> REQUIREMENT: Reproduce word for word the lines between those holding "0 => 1, // Default to normal" and "let base = match", inclusive, and nothing else from the data below.
==== GIVEN DATA
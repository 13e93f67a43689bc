//! Command line argument parsing for the wordstat CLI using clap.

use std::path::PathBuf;
use std::time::Duration;

use clap::{Args, Parser, Subcommand, ValueEnum};
use serde::{Deserialize, Serialize};

use crate::error::Result;
use crate::task::config::{FailurePolicy, TaskConfig};

/// wordstat - word statistics over a directory of text files
#[derive(Parser, Debug, Clone)]
#[command(name = "wordstat")]
#[command(about = "Word frequency and running median of words per line over text files")]
#[command(version = env!("CARGO_PKG_VERSION"))]
#[command(long_about = None)]
pub struct WordstatArgs {
    /// Increase verbosity (-v info, -vv debug, -vvv trace)
    #[arg(short, long, action = clap::ArgAction::Count)]
    pub verbose: u8,

    /// Quiet mode (overrides verbose)
    #[arg(short, long)]
    pub quiet: bool,

    /// Output format
    #[arg(short = 'f', long = "format", default_value = "human")]
    pub output_format: OutputFormat,

    /// Pretty-print JSON output
    #[arg(long)]
    pub pretty: bool,

    /// Task configuration file (JSON); command line options take precedence
    #[arg(short, long, value_name = "CONFIG_FILE", global = true)]
    pub config: Option<PathBuf>,

    #[command(flatten)]
    pub run: RunArgs,

    /// Subcommand to execute
    #[command(subcommand)]
    pub command: Command,
}

impl WordstatArgs {
    /// Get the effective verbosity level
    pub fn verbosity(&self) -> u8 {
        if self.quiet {
            0
        } else {
            match self.verbose {
                0 => 1, // Default to normal
                n => n.saturating_add(1),
            }
        }
    }

    /// Build the task configuration from the config file, if any, and the
    /// command line overrides.
    pub fn task_config(&self) -> Result<TaskConfig> {
        let base = match &self.config {
            Some(path) => TaskConfig::from_json_file(path)?,
            None => TaskConfig::default(),
        };
        let config = self.run.apply(base);
        config.validate()?;
        Ok(config)
    }
}

/// Available CLI commands
#[derive(Subcommand, Debug, Clone)]
pub enum Command {
    /// Count word frequencies across all files
    Count(StatArgs),

    /// Running median of the number of words per line
    Median(StatArgs),

    /// Run both statistics, writing wc_result.txt and med_result.txt
    All(AllArgs),

    /// Print the tokens of a single file
    Tokenize(TokenizeArgs),
}

/// Options shared by every command that runs the worker pool
#[derive(Args, Debug, Clone, Default)]
pub struct RunArgs {
    /// Number of worker threads
    #[arg(short = 'w', long, value_name = "N", global = true)]
    pub workers: Option<usize>,

    /// Tokenizer chunk size in bytes
    #[arg(long, value_name = "BYTES", global = true)]
    pub read_size: Option<usize>,

    /// Abort the run on the first file that fails
    #[arg(long, global = true)]
    pub fail_fast: bool,

    /// Per-file processing timeout in seconds
    #[arg(long, value_name = "SECS", global = true)]
    pub timeout_secs: Option<u64>,
}

impl RunArgs {
    /// Override `config` with the options given on the command line.
    pub fn apply(&self, mut config: TaskConfig) -> TaskConfig {
        if let Some(workers) = self.workers {
            config.num_workers = workers;
        }
        if let Some(read_size) = self.read_size {
            config.read_size = read_size;
        }
        if self.fail_fast {
            config.failure_policy = FailurePolicy::FailFast;
        }
        if let Some(secs) = self.timeout_secs {
            config.file_timeout = Some(Duration::from_secs(secs));
        }
        config
    }
}

/// Arguments for a single statistic
#[derive(Args, Debug, Clone)]
pub struct StatArgs {
    /// Directory containing the input files
    #[arg(value_name = "INPUT_DIR")]
    pub input_dir: PathBuf,

    /// Result file to write
    #[arg(value_name = "OUTPUT_FILE")]
    pub output: PathBuf,
}

/// Arguments for running every statistic
#[derive(Args, Debug, Clone)]
pub struct AllArgs {
    /// Directory containing the input files
    #[arg(value_name = "INPUT_DIR")]
    pub input_dir: PathBuf,

    /// Directory the result files are written to
    #[arg(value_name = "OUTPUT_DIR")]
    pub output_dir: PathBuf,
}

/// Arguments for dumping tokens
#[derive(Args, Debug, Clone)]
pub struct TokenizeArgs {
    /// File to tokenize
    #[arg(value_name = "FILE")]
    pub file: PathBuf,

    /// Treat newlines as ordinary separators
    #[arg(long)]
    pub fold_newlines: bool,
}

/// Output format options
#[derive(ValueEnum, Debug, Clone, Copy, PartialEq, Eq, Serialize, Deserialize)]
pub enum OutputFormat {
    /// Human-readable output
    Human,
    /// JSON output
    Json,
}

#[cfg(test)]
mod tests {
    use super::*;

    #[test]
    fn test_count_command() {
        let args = WordstatArgs::try_parse_from([
            "wordstat",
            "count",
            "wc_input",
            "wc_output/wc_result.txt",
            "--workers",
            "8",
            "--fail-fast",
        ])
        .unwrap();

        assert_eq!(args.run.workers, Some(8));
        assert!(args.run.fail_fast);
        if let Command::Count(count_args) = args.command {
            assert_eq!(count_args.input_dir, PathBuf::from("wc_input"));
            assert_eq!(count_args.output, PathBuf::from("wc_output/wc_result.txt"));
        } else {
            panic!("Expected Count command");
        }
    }

    #[test]
    fn test_tokenize_command() {
        let args =
            WordstatArgs::try_parse_from(["wordstat", "tokenize", "a.txt", "--fold-newlines"])
                .unwrap();

        if let Command::Tokenize(tokenize_args) = args.command {
            assert_eq!(tokenize_args.file, PathBuf::from("a.txt"));
            assert!(tokenize_args.fold_newlines);
        } else {
            panic!("Expected Tokenize command");
        }
    }

    #[test]
    fn test_run_args_override_config() {
        let run = RunArgs {
            workers: Some(2),
            read_size: None,
            fail_fast: true,
            timeout_secs: Some(10),
        };
        let config = run.apply(TaskConfig::default().with_read_size(512));

        assert_eq!(config.num_workers, 2);
        assert_eq!(config.read_size, 512);
        assert_eq!(config.failure_policy, FailurePolicy::FailFast);
        assert_eq!(config.file_timeout, Some(Duration::from_secs(10)));

        assert_eq!(RunArgs::default().apply(TaskConfig::default()), TaskConfig::default());
    }

    #[test]
    fn test_global_options_before_command() {
        let args = WordstatArgs::try_parse_from([
            "wordstat",
            "--workers",
            "2",
            "--read-size",
            "64",
            "--timeout-secs",
            "5",
            "median",
            "in",
            "out.txt",
        ])
        .unwrap();

        let config = args.task_config().unwrap();
        assert_eq!(config.num_workers, 2);
        assert_eq!(config.read_size, 64);
        assert_eq!(config.file_timeout, Some(Duration::from_secs(5)));
        assert_eq!(config.failure_policy, FailurePolicy::BestEffort);
    }

    #[test]
    fn test_task_config_rejects_zero_workers() {
        let args =
            WordstatArgs::try_parse_from(["wordstat", "-w", "0", "count", "in", "out"]).unwrap();
        assert!(args.task_config().is_err());
    }

    #[test]
    fn test_task_config_rejects_huge_timeout() {
        let secs = u64::MAX.to_string();
        let args = WordstatArgs::try_parse_from([
            "wordstat",
            "--timeout-secs",
            secs.as_str(),
            "count",
            "in",
            "out",
        ])
        .unwrap();
        assert!(matches!(args.task_config(), Err(crate::error::WordstatError::Config(_))));
    }

    #[test]
    fn test_task_config_from_file() {
        let dir = tempfile::TempDir::new().unwrap();
        let path = dir.path().join("config.json");
        std::fs::write(&path, r#"{"num_workers": 3, "failure_policy": "fail_fast"}"#).unwrap();

        let args = WordstatArgs::try_parse_from([
            "wordstat",
            "--config",
            path.to_str().unwrap(),
            "--workers",
            "6",
            "count",
            "in",
            "out",
        ])
        .unwrap();

        let config = args.task_config().unwrap();
        assert_eq!(config.num_workers, 6);
        assert_eq!(config.failure_policy, FailurePolicy::FailFast);
    }

    #[test]
    fn test_verbosity_levels() {
        let args = WordstatArgs::try_parse_from(["wordstat", "all", "in", "out"]).unwrap();
        assert_eq!(args.verbosity(), 1);

        let args = WordstatArgs::try_parse_from(["wordstat", "-v", "all", "in", "out"]).unwrap();
        assert_eq!(args.verbosity(), 2);

        let args = WordstatArgs::try_parse_from(["wordstat", "-vv", "all", "in", "out"]).unwrap();
        assert_eq!(args.verbosity(), 3);

        let args =
            WordstatArgs::try_parse_from(["wordstat", "--quiet", "all", "in", "out"]).unwrap();
        assert_eq!(args.verbosity(), 0);
    }

    #[test]
    fn test_output_format() {
        let args =
            WordstatArgs::try_parse_from(["wordstat", "--format", "json", "all", "in", "out"])
                .unwrap();
        assert_eq!(args.output_format, OutputFormat::Json);
    }
}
========
> SOLUTION TO THIS PROBLEM:
                0 => 1, // Default to normal
                n => n.saturating_add(1),
            }
        }
    }

    /// Build the task configuration from the config file, if any, and the
    /// command line overrides.
    pub fn task_config(&self) -> Result<TaskConfig> {
        let base = match &self.config {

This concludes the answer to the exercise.